=== Begin Enclosure ===

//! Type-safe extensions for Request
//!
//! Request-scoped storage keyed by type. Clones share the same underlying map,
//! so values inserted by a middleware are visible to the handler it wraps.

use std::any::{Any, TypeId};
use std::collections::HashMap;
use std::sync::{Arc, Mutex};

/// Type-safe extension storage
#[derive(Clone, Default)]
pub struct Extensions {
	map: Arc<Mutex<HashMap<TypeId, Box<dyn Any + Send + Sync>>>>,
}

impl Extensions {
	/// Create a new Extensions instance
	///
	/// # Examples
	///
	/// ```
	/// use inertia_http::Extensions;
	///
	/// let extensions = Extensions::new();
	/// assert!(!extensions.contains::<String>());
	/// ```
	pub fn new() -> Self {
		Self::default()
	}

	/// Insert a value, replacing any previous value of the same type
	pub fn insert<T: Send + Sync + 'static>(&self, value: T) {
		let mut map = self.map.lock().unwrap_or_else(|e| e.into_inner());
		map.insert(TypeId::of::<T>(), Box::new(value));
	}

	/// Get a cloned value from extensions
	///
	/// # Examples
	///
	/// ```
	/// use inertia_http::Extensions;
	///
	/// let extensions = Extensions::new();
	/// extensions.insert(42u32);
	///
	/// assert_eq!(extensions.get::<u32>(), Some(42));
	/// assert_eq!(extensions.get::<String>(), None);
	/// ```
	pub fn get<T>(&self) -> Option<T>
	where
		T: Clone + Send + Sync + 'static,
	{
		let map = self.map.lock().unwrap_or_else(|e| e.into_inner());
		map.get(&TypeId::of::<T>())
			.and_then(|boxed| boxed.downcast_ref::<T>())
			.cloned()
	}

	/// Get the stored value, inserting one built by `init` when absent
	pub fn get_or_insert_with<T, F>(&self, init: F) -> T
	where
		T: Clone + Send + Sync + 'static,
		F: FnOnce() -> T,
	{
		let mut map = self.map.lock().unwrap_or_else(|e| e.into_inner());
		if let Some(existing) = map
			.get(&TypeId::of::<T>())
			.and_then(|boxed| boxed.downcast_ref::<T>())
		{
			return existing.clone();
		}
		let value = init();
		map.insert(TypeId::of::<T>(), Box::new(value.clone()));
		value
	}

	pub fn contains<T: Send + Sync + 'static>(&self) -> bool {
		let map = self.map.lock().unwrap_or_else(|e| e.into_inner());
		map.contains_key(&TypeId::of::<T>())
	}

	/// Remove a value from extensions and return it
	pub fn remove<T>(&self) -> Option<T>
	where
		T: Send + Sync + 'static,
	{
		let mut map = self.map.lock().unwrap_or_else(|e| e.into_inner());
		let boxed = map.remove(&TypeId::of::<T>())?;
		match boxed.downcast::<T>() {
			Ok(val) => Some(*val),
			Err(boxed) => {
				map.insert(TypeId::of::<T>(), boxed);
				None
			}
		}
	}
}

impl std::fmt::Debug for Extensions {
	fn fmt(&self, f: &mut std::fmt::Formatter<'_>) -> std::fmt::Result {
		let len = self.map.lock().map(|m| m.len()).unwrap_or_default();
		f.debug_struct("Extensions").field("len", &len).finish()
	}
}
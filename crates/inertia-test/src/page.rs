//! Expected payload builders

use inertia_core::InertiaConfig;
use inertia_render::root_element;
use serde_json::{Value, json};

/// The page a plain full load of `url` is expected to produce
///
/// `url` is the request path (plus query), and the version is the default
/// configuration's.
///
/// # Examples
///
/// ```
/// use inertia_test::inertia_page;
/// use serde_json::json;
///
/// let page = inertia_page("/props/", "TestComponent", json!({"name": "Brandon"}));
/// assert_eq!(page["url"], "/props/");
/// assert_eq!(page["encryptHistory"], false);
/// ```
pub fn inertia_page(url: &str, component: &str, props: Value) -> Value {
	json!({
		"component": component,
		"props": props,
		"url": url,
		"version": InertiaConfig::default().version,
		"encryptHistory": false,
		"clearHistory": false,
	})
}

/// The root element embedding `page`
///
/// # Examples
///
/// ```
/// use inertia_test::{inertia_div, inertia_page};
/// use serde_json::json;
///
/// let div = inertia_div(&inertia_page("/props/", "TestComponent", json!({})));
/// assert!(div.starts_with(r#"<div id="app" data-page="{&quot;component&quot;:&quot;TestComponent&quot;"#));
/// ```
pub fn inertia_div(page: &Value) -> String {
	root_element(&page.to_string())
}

=== End Enclosure ===

YOUR ASSIGNMENT: Once you have located every line with the word "cloned" in the material above, list those lines.

RESPONSE BELOW:
	/// Get a cloned value from extensions
			.cloned()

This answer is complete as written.